No sabía cuánto llevaría allí. Miró nuestras manos entrelazadas, pero no mostró expresión alguna.
– Venía a ver si ya estabais listos -dijo con un tono monocorde.
James se levantó y me rodeó los hombros con el brazo.
– Sí, tío, ya estamos. Un minuto.
Nuestros ojos se encontraron y se mantuvieron la mirada. Alex asintió una vez. Después se dio la vuelta y nos dejó a solas.
Capítulo 11
A la mañana siguiente encontré a Alex sentado a la mesa de la cocina con su portátil. Tenía el pelo revuelto, iba descalzo y desnudo de cintura para arriba. Sólo llevaba su pantalón de pijama de Hello Kitty. No lo había visto nunca con gafas. Le cambiaban el rostro. Lo convertían en un extraño. De alguna forma lo hacían más accesible.
– Tenemos que hablar.
Él levantó la vista y cerró el portátil.
– De acuerdo.
– James me lo ha contado todo.
No tenía intención de adornar aquella conversación por mantener la paz. Había cosas que era necesario dejar claras.
– ¿De veras? -Alex se cruzó de brazos y se reclinó en la silla.
– Sí.
Yo no soy de naturaleza agresiva, pero mi aspecto debía de resultar amenazador a pesar de ir en pijama y tener el pelo tan revuelto como él. Tal vez fuera la taza de café que blandía como si fuera un arma o la forma en que me erguía frente a él al lado de la mesa mientras él estaba sentado.
– ¿Qué te contó?
Alex era capaz de decir muchas cosas tan sólo con un leve movimiento de cejas o de labios.

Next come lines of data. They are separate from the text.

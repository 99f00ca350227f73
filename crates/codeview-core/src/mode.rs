//! Tokenizer modes and the mode registry.
//!
//! A [`Mode`] turns a line into styled tokens while threading a state from line to line. Modes
//! with different state types are stored behind [`ModeHandle`], which erases the state type into
//! a [`ModeStateBox`].

use crate::stream::StringStream;
use codeview_lang::{MimeTable, ModeSpec, NULL_MODE};
use std::any::Any;
use std::collections::BTreeMap;
use std::fmt;
use std::rc::Rc;

/// Style identifier produced by modes (opaque to the engine).
pub type StyleId = u32;

/// Optional capabilities of a mode.
pub struct ModeHooks<S> {
    /// Called instead of `token` for empty lines.
    pub blank_line: Option<fn(&mut S)>,
    /// Smart indentation: `(state, text_after_cursor, indent_unit)` to a column, or `None` when
    /// the mode cannot decide.
    pub indent: Option<fn(&S, &str, usize) -> Option<usize>>,
    /// Characters that trigger re-indentation when typed.
    pub electric_chars: Option<&'static str>,
    /// Overrides the document's `flatten_spans` setting.
    pub flatten_spans: Option<bool>,
}

impl<S> Default for ModeHooks<S> {
    fn default() -> Self {
        Self {
            blank_line: None,
            indent: None,
            electric_chars: None,
            flatten_spans: None,
        }
    }
}

/// A line tokenizer.
pub trait Mode: 'static {
    /// State carried from one line to the next.
    type State: Clone + fmt::Debug + 'static;

    /// Registered name.
    fn name(&self) -> &str;

    /// State at the start of the document.
    fn start_state(&self) -> Self::State;

    /// Read one token from `stream` and return its style.
    ///
    /// Must advance the stream; a call that doesn't is retried a few times (the state may have
    /// changed) before the engine gives up.
    fn token(&self, stream: &mut StringStream<'_>, state: &mut Self::State) -> Option<StyleId>;

    /// Optional capabilities.
    fn hooks(&self) -> ModeHooks<Self::State> {
        ModeHooks::default()
    }
}

/// Type-erased mode state.
pub trait ModeState: fmt::Debug {
    /// Clone into a new box.
    fn box_clone(&self) -> Box<dyn ModeState>;
    /// Upcast for downcasting.
    fn as_any(&self) -> &dyn Any;
    /// Upcast for mutable downcasting.
    fn as_any_mut(&mut self) -> &mut dyn Any;
}

impl<T: Clone + fmt::Debug + 'static> ModeState for T {
    fn box_clone(&self) -> Box<dyn ModeState> {
        Box::new(self.clone())
    }

    fn as_any(&self) -> &dyn Any {
        self
    }

    fn as_any_mut(&mut self) -> &mut dyn Any {
        self
    }
}

/// Owned, cloneable, type-erased mode state.
#[derive(Debug)]
pub struct ModeStateBox(Box<dyn ModeState>);

impl ModeStateBox {
    /// Box a concrete state.
    pub fn new<T: Clone + fmt::Debug + 'static>(state: T) -> Self {
        Self(Box::new(state))
    }

    /// Borrow the concrete state, if it has type `T`.
    pub fn downcast_ref<T: 'static>(&self) -> Option<&T> {
        (*self.0).as_any().downcast_ref::<T>()
    }

    /// Mutably borrow the concrete state, if it has type `T`.
    pub fn downcast_mut<T: 'static>(&mut self) -> Option<&mut T> {
        (*self.0).as_any_mut().downcast_mut::<T>()
    }
}

impl Clone for ModeStateBox {
    fn clone(&self) -> Self {
        Self(self.0.box_clone())
    }
}

/// Object-safe view of a [`Mode`].
pub trait ErasedMode {
    /// Registered name.
    fn name(&self) -> &str;
    /// Boxed start state.
    fn start_state(&self) -> ModeStateBox;
    /// Read one token.
    fn token(&self, stream: &mut StringStream<'_>, state: &mut ModeStateBox) -> Option<StyleId>;
    /// Run the blank-line hook, if any.
    fn blank_line(&self, state: &mut ModeStateBox);
    /// `true` if the mode has an indent hook.
    fn has_indent(&self) -> bool;
    /// Run the indent hook.
    fn indent(&self, state: &ModeStateBox, text_after: &str, indent_unit: usize) -> Option<usize>;
    /// Electric characters.
    fn electric_chars(&self) -> Option<&'static str>;
    /// Span flattening override.
    fn flatten_spans(&self) -> Option<bool>;
}

struct Erased<M: Mode> {
    mode: M,
    hooks: ModeHooks<M::State>,
}

fn state_of<'s, S: 'static>(mode: &str, state: &'s mut ModeStateBox) -> &'s mut S {
    match state.downcast_mut::<S>() {
        Some(s) => s,
        None => panic!("mode {mode} was handed a state of another mode"),
    }
}

impl<M: Mode> ErasedMode for Erased<M> {
    fn name(&self) -> &str {
        self.mode.name()
    }

    fn start_state(&self) -> ModeStateBox {
        ModeStateBox::new(self.mode.start_state())
    }

    fn token(&self, stream: &mut StringStream<'_>, state: &mut ModeStateBox) -> Option<StyleId> {
        let state = state_of::<M::State>(self.mode.name(), state);
        self.mode.token(stream, state)
    }

    fn blank_line(&self, state: &mut ModeStateBox) {
        if let Some(hook) = self.hooks.blank_line {
            hook(state_of::<M::State>(self.mode.name(), state));
        }
    }

    fn has_indent(&self) -> bool {
        self.hooks.indent.is_some()
    }

    fn indent(&self, state: &ModeStateBox, text_after: &str, indent_unit: usize) -> Option<usize> {
        let hook = self.hooks.indent?;
        let state = state.downcast_ref::<M::State>()?;
        hook(state, text_after, indent_unit)
    }

    fn electric_chars(&self) -> Option<&'static str> {
        self.hooks.electric_chars
    }

    fn flatten_spans(&self) -> Option<bool> {
        self.hooks.flatten_spans
    }
}

/// Shared handle to a mode.
#[derive(Clone)]
pub struct ModeHandle(Rc<dyn ErasedMode>);

impl ModeHandle {
    /// Wrap a concrete mode.
    pub fn new<M: Mode>(mode: M) -> Self {
        let hooks = mode.hooks();
        Self(Rc::new(Erased { mode, hooks }))
    }

    /// The built-in mode that produces no styles.
    pub fn null() -> Self {
        Self::new(NullMode)
    }

    /// `true` if both handles point at the same mode instance.
    pub fn same(&self, other: &ModeHandle) -> bool {
        Rc::ptr_eq(&self.0, &other.0)
    }
}

impl std::ops::Deref for ModeHandle {
    type Target = dyn ErasedMode;

    fn deref(&self) -> &Self::Target {
        &*self.0
    }
}

impl fmt::Debug for ModeHandle {
    fn fmt(&self, f: &mut fmt::Formatter<'_>) -> fmt::Result {
        f.debug_tuple("ModeHandle").field(&self.0.name()).finish()
    }
}

/// Mode that consumes every line as one unstyled token.
#[derive(Debug, Clone, Copy, Default)]
pub struct NullMode;

impl Mode for NullMode {
    type State = ();

    fn name(&self) -> &str {
        NULL_MODE
    }

    fn start_state(&self) {}

    fn token(&self, stream: &mut StringStream<'_>, _state: &mut ()) -> Option<StyleId> {
        stream.skip_to_end();
        None
    }
}

type ModeFactory = Rc<dyn Fn(&ModeSpec) -> ModeHandle>;

/// Named mode factories plus the MIME table used to resolve mode requests.
#[derive(Clone)]
pub struct ModeRegistry {
    factories: BTreeMap<String, ModeFactory>,
    mimes: MimeTable,
}

impl Default for ModeRegistry {
    fn default() -> Self {
        Self::new()
    }
}

impl ModeRegistry {
    /// Registry with the `null` mode and the default MIME table.
    pub fn new() -> Self {
        let mut registry = Self {
            factories: BTreeMap::new(),
            mimes: MimeTable::with_defaults(),
        };
        registry.define_mode(NULL_MODE, |_| ModeHandle::null());
        registry
    }

    /// Register a mode factory under `name`.
    pub fn define_mode(
        &mut self,
        name: impl Into<String>,
        factory: impl Fn(&ModeSpec) -> ModeHandle + 'static,
    ) {
        self.factories.insert(name.into(), Rc::new(factory));
    }

    /// Map a MIME type to a mode spec.
    pub fn define_mime(&mut self, mime: impl Into<String>, spec: ModeSpec) {
        self.mimes.define(mime, spec);
    }

    /// `true` if a mode of that name is registered.
    pub fn has_mode(&self, name: &str) -> bool {
        self.factories.contains_key(name)
    }

    /// The MIME table.
    pub fn mimes(&self) -> &MimeTable {
        &self.mimes
    }

    /// Instantiate the mode for a MIME type or mode name; unknown names give the null mode.
    pub fn get_mode(&self, spec: &str) -> ModeHandle {
        self.get_mode_for(&self.mimes.resolve(spec))
    }

    /// Instantiate the mode for a resolved spec.
    pub fn get_mode_for(&self, spec: &ModeSpec) -> ModeHandle {
        match self.factories.get(&spec.name) {
            Some(factory) => factory(spec),
            None => ModeHandle::null(),
        }
    }
}

impl fmt::Debug for ModeRegistry {
    fn fmt(&self, f: &mut fmt::Formatter<'_>) -> fmt::Result {
        f.debug_struct("ModeRegistry")
            .field("modes", &self.factories.keys().collect::<Vec<_>>())
            .field("mimes", &self.mimes.len())
            .finish()
    }
}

– Lo de las normas que pactasteis.
Aguardó un segundo antes de responder.
– ¿Te lo contó el o le preguntaste tú?
– Un poco de las dos cosas.
Alex emitió un breve sonido. Bebí un sorbo de café. Su rostro me parecía desprovisto de expresión, no porque no comprendiera lo que estaba intentando decirle. Aunque tampoco podía decirse que estuviera diciendo nada en ese momento.
Me costaba sacar el tema a la fuerza, pero igual que ocurre con las tiritas, es mejor despegarlas de un tirón.
– Me dijo que estuvisteis hablando de lo que estaba permitido hacer y lo que no.
Maldito fuera. No me lo estaba poniendo nada fácil. No asintió con la cabeza siquiera.
– No me gusta -terminé con firmeza, aunque mis palabras sonaran lejanas.
Aquello hizo que reaccionara. Sus ojos destilaban un encanto desdeñoso y levantó una de las comisuras de sus labios. Se arrellanó todavía más en la silla sacudiendo un poco la cabeza para quitarse el pelo de la frente.
– ¿Qué es lo que no te gusta?
Agarré la taza con las dos manos y traté de que mi voz sonata neutra.
– Las normas que habéis pactado.
Me mantuve en mi sitio aun cuando Alex se puso en pie de un salto, como un gato. Me quitó la taza de las manos y la puso en la mesa. Yo no retrocedí, ni siquiera cuando se me acercó tanto que podía contar los pelos que le salían de cada uno de sus pezones.
– ¿Cuáles son las que no te gustan?
Él avanzó y yo retrocedí, muy despacio, como ondas en el agua. Nos detuvimos cuando mi espalda chocó con la pared que había entre el banco situado bajo la ventana y la puerta de la terraza.
El corazón empezó a martillearme en el pecho y el latido reverberó en mis muñecas, pero también en lugares extraños como las corvas o detrás de las orejas. Los lugares en los que me ponía perfume, cuando me lo ponía. Lugares en los que me gustaría que me besaran.
Alex puso una mano en la pared junto a mi cabeza.